(Stored data)
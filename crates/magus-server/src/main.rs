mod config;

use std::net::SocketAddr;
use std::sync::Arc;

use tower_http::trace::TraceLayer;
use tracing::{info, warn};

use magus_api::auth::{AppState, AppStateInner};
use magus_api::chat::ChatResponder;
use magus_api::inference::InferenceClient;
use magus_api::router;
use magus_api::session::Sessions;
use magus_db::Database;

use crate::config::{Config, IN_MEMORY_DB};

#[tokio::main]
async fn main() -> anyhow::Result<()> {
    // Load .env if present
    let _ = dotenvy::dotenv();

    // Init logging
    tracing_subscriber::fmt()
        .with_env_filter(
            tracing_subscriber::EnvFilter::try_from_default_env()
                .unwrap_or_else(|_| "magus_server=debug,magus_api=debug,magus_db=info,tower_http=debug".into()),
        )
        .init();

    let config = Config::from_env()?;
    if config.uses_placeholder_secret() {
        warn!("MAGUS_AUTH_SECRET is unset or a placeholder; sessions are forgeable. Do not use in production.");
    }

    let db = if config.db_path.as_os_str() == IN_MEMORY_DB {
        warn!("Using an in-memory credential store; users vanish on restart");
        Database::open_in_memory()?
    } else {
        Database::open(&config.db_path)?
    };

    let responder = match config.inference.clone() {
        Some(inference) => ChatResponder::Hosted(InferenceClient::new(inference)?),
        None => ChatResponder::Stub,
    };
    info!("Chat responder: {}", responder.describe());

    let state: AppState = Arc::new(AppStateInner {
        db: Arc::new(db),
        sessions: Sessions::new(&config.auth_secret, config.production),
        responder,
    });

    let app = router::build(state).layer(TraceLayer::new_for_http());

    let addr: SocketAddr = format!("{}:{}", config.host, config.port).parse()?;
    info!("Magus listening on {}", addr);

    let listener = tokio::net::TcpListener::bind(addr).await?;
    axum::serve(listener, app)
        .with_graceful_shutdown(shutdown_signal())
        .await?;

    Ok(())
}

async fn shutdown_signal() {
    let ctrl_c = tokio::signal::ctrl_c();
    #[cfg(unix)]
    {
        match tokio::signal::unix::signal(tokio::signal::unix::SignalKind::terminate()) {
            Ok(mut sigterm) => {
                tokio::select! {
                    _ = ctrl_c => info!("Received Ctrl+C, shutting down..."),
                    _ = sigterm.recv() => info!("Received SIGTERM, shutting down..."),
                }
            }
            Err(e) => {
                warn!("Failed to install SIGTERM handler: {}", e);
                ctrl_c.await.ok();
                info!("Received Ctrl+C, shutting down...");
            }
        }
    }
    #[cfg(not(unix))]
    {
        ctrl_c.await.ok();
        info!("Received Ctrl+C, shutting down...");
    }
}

== Description of the task ==
Using the records above, report each line with the string "listener".

== Response ==
    let listener = tokio::net::TcpListener::bind(addr).await?;
    axum::serve(listener, app)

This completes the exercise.